== EXERCISE MATERIAL ==

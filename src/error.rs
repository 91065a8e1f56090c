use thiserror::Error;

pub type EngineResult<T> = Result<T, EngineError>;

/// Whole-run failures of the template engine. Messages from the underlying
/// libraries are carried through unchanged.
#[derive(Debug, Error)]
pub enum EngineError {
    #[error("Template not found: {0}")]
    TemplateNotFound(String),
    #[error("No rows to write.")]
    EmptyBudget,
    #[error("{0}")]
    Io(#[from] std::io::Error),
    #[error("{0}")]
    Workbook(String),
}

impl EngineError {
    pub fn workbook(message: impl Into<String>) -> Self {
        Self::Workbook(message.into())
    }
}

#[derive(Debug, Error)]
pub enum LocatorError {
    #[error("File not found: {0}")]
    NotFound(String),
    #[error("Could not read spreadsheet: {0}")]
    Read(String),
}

===
== EXERCISE MATERIAL ==

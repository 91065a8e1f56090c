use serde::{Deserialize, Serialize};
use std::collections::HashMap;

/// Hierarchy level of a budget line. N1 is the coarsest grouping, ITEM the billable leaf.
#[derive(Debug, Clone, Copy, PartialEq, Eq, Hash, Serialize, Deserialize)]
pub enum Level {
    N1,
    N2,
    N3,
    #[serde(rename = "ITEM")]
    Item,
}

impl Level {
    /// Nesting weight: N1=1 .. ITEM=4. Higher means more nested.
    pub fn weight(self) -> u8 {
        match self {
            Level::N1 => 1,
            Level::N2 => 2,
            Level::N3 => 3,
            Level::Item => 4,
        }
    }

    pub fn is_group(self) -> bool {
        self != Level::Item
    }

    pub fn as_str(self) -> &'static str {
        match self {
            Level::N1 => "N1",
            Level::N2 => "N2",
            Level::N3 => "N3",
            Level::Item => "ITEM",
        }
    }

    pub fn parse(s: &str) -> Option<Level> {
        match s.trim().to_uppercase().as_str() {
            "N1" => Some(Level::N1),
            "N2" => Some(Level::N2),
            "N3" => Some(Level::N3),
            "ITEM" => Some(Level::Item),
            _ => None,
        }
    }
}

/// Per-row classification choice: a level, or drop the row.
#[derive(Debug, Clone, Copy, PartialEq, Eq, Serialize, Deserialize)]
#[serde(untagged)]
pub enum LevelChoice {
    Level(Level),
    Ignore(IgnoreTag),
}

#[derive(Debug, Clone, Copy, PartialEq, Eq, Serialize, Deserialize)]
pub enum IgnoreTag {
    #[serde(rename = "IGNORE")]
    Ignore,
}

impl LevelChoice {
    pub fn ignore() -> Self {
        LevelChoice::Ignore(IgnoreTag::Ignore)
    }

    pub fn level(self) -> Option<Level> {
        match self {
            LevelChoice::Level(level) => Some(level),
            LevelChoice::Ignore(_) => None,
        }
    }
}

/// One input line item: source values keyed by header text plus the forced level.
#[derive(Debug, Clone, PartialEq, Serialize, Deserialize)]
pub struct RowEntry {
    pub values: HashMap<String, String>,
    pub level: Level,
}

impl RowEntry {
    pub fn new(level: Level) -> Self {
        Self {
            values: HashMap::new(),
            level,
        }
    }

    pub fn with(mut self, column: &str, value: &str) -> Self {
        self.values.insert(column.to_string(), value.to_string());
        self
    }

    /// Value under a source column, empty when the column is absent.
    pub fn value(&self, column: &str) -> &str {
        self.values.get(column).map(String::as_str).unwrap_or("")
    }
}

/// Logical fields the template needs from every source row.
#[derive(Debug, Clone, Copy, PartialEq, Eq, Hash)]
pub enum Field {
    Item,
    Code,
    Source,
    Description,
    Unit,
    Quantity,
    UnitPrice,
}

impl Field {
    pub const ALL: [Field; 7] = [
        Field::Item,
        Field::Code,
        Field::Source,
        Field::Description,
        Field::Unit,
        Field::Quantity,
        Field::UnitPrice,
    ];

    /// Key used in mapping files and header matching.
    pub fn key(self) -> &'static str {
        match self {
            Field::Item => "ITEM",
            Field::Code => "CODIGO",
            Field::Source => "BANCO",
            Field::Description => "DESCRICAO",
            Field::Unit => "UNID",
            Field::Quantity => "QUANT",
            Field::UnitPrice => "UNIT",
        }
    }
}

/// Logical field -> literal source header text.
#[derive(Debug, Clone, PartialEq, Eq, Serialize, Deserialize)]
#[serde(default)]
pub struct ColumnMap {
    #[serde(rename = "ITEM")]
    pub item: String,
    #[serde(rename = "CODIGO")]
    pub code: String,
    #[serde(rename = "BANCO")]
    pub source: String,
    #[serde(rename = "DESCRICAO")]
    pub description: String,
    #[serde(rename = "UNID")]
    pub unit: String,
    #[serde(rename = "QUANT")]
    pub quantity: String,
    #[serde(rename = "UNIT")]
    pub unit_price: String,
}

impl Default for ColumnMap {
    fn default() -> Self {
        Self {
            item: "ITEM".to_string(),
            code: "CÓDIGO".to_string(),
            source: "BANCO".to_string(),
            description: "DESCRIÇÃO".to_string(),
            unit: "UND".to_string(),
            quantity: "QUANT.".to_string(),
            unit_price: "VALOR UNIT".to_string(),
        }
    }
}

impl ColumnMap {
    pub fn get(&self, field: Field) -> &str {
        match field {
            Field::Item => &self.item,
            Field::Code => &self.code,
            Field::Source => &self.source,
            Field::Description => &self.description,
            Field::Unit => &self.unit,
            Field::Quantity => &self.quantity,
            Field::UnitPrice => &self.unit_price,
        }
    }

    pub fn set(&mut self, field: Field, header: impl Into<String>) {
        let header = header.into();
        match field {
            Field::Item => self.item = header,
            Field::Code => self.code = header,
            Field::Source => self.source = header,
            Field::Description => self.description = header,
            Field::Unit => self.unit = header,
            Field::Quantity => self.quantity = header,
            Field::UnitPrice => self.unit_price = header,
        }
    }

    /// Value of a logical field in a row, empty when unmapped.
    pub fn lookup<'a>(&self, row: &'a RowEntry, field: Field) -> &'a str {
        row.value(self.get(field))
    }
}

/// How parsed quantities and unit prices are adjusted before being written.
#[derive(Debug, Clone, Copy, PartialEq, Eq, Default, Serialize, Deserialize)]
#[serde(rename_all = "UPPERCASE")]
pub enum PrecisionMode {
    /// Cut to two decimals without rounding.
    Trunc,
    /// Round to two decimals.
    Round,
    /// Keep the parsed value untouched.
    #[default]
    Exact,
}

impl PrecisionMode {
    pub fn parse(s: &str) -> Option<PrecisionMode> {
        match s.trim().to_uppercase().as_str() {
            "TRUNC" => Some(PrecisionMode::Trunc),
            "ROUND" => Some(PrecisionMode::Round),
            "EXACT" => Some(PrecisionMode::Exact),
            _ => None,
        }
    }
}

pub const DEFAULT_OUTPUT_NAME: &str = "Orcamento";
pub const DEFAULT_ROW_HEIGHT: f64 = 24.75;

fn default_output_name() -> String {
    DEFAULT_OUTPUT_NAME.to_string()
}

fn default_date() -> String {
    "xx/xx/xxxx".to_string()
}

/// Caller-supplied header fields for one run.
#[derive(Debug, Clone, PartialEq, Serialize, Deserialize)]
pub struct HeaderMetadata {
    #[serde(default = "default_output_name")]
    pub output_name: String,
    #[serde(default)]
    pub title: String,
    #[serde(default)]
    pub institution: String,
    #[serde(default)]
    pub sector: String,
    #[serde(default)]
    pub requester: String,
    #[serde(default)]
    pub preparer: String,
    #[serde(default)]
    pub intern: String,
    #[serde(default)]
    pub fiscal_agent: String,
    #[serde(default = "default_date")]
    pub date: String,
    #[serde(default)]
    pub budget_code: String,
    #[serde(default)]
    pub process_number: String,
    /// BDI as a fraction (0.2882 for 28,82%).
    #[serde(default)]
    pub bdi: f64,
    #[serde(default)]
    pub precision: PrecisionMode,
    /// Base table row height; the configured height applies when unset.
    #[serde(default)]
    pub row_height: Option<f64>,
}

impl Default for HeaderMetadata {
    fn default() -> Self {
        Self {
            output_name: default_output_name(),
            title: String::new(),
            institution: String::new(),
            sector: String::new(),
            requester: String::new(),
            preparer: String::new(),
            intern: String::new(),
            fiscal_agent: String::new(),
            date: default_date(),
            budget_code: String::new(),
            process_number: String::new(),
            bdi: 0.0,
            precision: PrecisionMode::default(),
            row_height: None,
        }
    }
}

===
== EXERCISE MATERIAL ==

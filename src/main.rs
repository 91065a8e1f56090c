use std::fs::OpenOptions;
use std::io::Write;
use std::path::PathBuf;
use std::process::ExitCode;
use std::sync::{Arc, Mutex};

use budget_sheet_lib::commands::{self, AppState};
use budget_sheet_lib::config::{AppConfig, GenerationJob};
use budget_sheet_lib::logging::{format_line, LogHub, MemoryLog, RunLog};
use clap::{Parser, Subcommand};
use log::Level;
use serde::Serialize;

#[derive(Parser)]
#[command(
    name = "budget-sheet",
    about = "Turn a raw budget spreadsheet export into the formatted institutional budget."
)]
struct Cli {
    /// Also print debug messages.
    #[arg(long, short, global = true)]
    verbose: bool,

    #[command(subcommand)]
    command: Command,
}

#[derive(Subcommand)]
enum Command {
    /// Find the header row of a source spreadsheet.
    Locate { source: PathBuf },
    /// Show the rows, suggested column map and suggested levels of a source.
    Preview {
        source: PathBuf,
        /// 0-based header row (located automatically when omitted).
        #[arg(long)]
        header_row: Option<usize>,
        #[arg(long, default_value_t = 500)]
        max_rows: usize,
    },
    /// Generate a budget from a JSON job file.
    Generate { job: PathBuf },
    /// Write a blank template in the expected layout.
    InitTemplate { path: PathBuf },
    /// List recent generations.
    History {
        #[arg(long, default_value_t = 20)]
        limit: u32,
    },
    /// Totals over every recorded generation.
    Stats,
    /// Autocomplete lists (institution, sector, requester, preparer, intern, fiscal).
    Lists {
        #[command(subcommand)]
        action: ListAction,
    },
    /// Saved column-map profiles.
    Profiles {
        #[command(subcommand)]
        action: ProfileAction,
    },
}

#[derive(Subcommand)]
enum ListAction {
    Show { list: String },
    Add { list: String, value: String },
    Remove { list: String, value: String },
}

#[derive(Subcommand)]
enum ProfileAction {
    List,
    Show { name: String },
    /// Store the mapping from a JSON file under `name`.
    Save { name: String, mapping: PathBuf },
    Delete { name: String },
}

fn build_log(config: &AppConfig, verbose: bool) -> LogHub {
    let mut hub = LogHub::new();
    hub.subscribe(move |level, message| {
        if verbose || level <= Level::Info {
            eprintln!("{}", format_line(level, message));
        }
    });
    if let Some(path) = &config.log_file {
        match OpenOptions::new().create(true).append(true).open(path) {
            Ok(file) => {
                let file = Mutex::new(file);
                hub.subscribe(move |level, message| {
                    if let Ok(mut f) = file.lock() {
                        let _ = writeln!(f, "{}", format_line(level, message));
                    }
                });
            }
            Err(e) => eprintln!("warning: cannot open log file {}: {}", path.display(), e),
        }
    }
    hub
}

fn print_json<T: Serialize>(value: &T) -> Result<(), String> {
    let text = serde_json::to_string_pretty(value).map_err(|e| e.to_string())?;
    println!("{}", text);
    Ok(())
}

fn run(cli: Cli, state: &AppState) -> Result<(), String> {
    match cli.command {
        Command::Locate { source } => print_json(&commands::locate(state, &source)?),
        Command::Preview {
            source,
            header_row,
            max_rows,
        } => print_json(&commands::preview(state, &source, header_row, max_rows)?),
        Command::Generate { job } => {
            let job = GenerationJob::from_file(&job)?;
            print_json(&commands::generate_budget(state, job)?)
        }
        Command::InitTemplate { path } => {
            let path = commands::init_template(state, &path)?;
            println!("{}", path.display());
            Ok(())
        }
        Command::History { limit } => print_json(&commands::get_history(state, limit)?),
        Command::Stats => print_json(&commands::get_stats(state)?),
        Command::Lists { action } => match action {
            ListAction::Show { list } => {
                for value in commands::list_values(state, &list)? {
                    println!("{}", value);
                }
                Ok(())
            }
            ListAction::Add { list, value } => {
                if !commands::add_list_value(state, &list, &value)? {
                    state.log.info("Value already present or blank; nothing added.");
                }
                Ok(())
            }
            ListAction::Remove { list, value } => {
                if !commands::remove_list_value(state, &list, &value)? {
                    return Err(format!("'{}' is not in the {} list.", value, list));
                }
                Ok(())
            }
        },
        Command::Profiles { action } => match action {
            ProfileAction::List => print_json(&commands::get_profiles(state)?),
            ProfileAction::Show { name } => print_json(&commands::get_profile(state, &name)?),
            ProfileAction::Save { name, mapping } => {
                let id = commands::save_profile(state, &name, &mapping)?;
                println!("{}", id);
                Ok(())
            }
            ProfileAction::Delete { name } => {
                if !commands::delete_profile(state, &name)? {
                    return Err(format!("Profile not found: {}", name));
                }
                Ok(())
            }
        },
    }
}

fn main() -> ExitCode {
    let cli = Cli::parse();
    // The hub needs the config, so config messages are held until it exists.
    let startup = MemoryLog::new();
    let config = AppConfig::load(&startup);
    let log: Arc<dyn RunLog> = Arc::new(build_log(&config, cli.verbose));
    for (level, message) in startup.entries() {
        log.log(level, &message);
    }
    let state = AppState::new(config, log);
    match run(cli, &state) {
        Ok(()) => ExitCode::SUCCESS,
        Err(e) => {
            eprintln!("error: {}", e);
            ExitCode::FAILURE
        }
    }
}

===

» **ACTION ITEM**:
Look over the records above and copy each line that includes the string "LogHub".

» **RESULT OF THIS EXERCISE**:
use budget_sheet_lib::logging::{format_line, LogHub, MemoryLog, RunLog};
fn build_log(config: &AppConfig, verbose: bool) -> LogHub {
    let mut hub = LogHub::new();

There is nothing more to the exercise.